// Copyright (c) 2025 Nikolay Denev <ndenev@gmail.com>
// SPDX-License-Identifier: BSD-3-Clause

//! Directory-backed archive
//!
//! Layout under the backup directory:
//! - resources/<group resource>/namespaces/<namespace>/<name>.json
//! - resources/<group resource>/cluster/<name>.json
//! - backup.json - request, status and errors of the run

use anyhow::{Context, Result};
use async_trait::async_trait;
use serde::Serialize;
use std::path::{Path, PathBuf};

use super::identifier::ResourceIdentifier;
use super::item::Item;
use super::processor::BackupResult;
use super::request::BackupRequest;
use super::source::ArchiveWriter;

/// Atomically write content to a file using tempfile + rename
///
/// Readers see either the previous content or the new content, never a partial file.
fn atomic_write(path: &Path, content: &[u8]) -> Result<()> {
    use tempfile::NamedTempFile;

    let dir = path.parent().unwrap_or_else(|| Path::new("."));
    std::fs::create_dir_all(dir)
        .with_context(|| format!("Failed to create directory {}", dir.display()))?;

    let temp_file = NamedTempFile::new_in(dir).context("Failed to create temp file")?;

    std::fs::write(temp_file.path(), content)
        .with_context(|| format!("Failed to write temp file {:?}", temp_file.path()))?;

    temp_file
        .persist(path)
        .with_context(|| format!("Failed to persist file to {:?}", path))?;

    Ok(())
}

#[derive(Serialize)]
struct BackupMetadata<'a> {
    request: &'a BackupRequest,
    #[serde(flatten)]
    result: &'a BackupResult,
}

/// Writes every archived item as a JSON file below a backup directory
pub struct DirectoryArchive {
    root: PathBuf,
    written: usize,
}

impl DirectoryArchive {
    /// Create the backup directory; refuses to reuse a non-empty one
    pub fn create(root: impl Into<PathBuf>) -> Result<Self> {
        let root = root.into();
        if root.exists()
            && std::fs::read_dir(&root)
                .with_context(|| format!("Failed to read {}", root.display()))?
                .next()
                .is_some()
        {
            anyhow::bail!("Backup directory {} is not empty", root.display());
        }
        std::fs::create_dir_all(&root)
            .with_context(|| format!("Failed to create backup directory {}", root.display()))?;
        Ok(Self { root, written: 0 })
    }

    pub fn root(&self) -> &Path {
        &self.root
    }

    pub fn written(&self) -> usize {
        self.written
    }

    /// Location of an item inside the archive
    pub fn item_path(&self, id: &ResourceIdentifier) -> PathBuf {
        let base = self
            .root
            .join("resources")
            .join(id.group_resource.to_string());
        let dir = if id.is_cluster_scoped() {
            base.join("cluster")
        } else {
            base.join("namespaces").join(&id.namespace)
        };
        dir.join(format!("{}.json", id.name))
    }

    /// Write the run summary next to the archived resources
    pub fn finish(&self, request: &BackupRequest, result: &BackupResult) -> Result<PathBuf> {
        let path = self.root.join("backup.json");
        let content = serde_json::to_vec_pretty(&BackupMetadata { request, result })
            .context("Failed to serialize backup metadata")?;
        atomic_write(&path, &content)?;
        Ok(path)
    }
}

#[async_trait]
impl ArchiveWriter for DirectoryArchive {
    async fn write(&mut self, id: &ResourceIdentifier, item: &Item) -> Result<()> {
        let path = self.item_path(id);
        let content = serde_json::to_vec_pretty(item)
            .with_context(|| format!("Failed to serialize {}", id))?;
        atomic_write(&path, &content)?;
        self.written += 1;
        Ok(())
    }
}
• • • •
* [Task objective]
In the answer, the listing above should be restated word for word.

* [Your solution]
// Copyright (c) 2025 Nikolay Denev <ndenev@gmail.com>
// SPDX-License-Identifier: BSD-3-Clause

//! Directory-backed archive
//!
//! Layout under the backup directory:
//! - resources/<group resource>/namespaces/<namespace>/<name>.json
//! - resources/<group resource>/cluster/<name>.json
//! - backup.json - request, status and errors of the run

use anyhow::{Context, Result};
use async_trait::async_trait;
use serde::Serialize;
use std::path::{Path, PathBuf};

use super::identifier::ResourceIdentifier;
use super::item::Item;
use super::processor::BackupResult;
use super::request::BackupRequest;
use super::source::ArchiveWriter;

/// Atomically write content to a file using tempfile + rename
///
/// Readers see either the previous content or the new content, never a partial file.
fn atomic_write(path: &Path, content: &[u8]) -> Result<()> {
    use tempfile::NamedTempFile;

    let dir = path.parent().unwrap_or_else(|| Path::new("."));
    std::fs::create_dir_all(dir)
        .with_context(|| format!("Failed to create directory {}", dir.display()))?;

    let temp_file = NamedTempFile::new_in(dir).context("Failed to create temp file")?;

    std::fs::write(temp_file.path(), content)
        .with_context(|| format!("Failed to write temp file {:?}", temp_file.path()))?;

    temp_file
        .persist(path)
        .with_context(|| format!("Failed to persist file to {:?}", path))?;

    Ok(())
}

#[derive(Serialize)]
struct BackupMetadata<'a> {
    request: &'a BackupRequest,
    #[serde(flatten)]
    result: &'a BackupResult,
}

/// Writes every archived item as a JSON file below a backup directory
pub struct DirectoryArchive {
    root: PathBuf,
    written: usize,
}

impl DirectoryArchive {
    /// Create the backup directory; refuses to reuse a non-empty one
    pub fn create(root: impl Into<PathBuf>) -> Result<Self> {
        let root = root.into();
        if root.exists()
            && std::fs::read_dir(&root)
                .with_context(|| format!("Failed to read {}", root.display()))?
                .next()
                .is_some()
        {
            anyhow::bail!("Backup directory {} is not empty", root.display());
        }
        std::fs::create_dir_all(&root)
            .with_context(|| format!("Failed to create backup directory {}", root.display()))?;
        Ok(Self { root, written: 0 })
    }

    pub fn root(&self) -> &Path {
        &self.root
    }

    pub fn written(&self) -> usize {
        self.written
    }

    /// Location of an item inside the archive
    pub fn item_path(&self, id: &ResourceIdentifier) -> PathBuf {
        let base = self
            .root
            .join("resources")
            .join(id.group_resource.to_string());
        let dir = if id.is_cluster_scoped() {
            base.join("cluster")
        } else {
            base.join("namespaces").join(&id.namespace)
        };
        dir.join(format!("{}.json", id.name))
    }

    /// Write the run summary next to the archived resources
    pub fn finish(&self, request: &BackupRequest, result: &BackupResult) -> Result<PathBuf> {
        let path = self.root.join("backup.json");
        let content = serde_json::to_vec_pretty(&BackupMetadata { request, result })
            .context("Failed to serialize backup metadata")?;
        atomic_write(&path, &content)?;
        Ok(path)
    }
}

#[async_trait]
impl ArchiveWriter for DirectoryArchive {
    async fn write(&mut self, id: &ResourceIdentifier, item: &Item) -> Result<()> {
        let path = self.item_path(id);
        let content = serde_json::to_vec_pretty(item)
            .with_context(|| format!("Failed to serialize {}", id))?;
        atomic_write(&path, &content)?;
        self.written += 1;
        Ok(())
    }
}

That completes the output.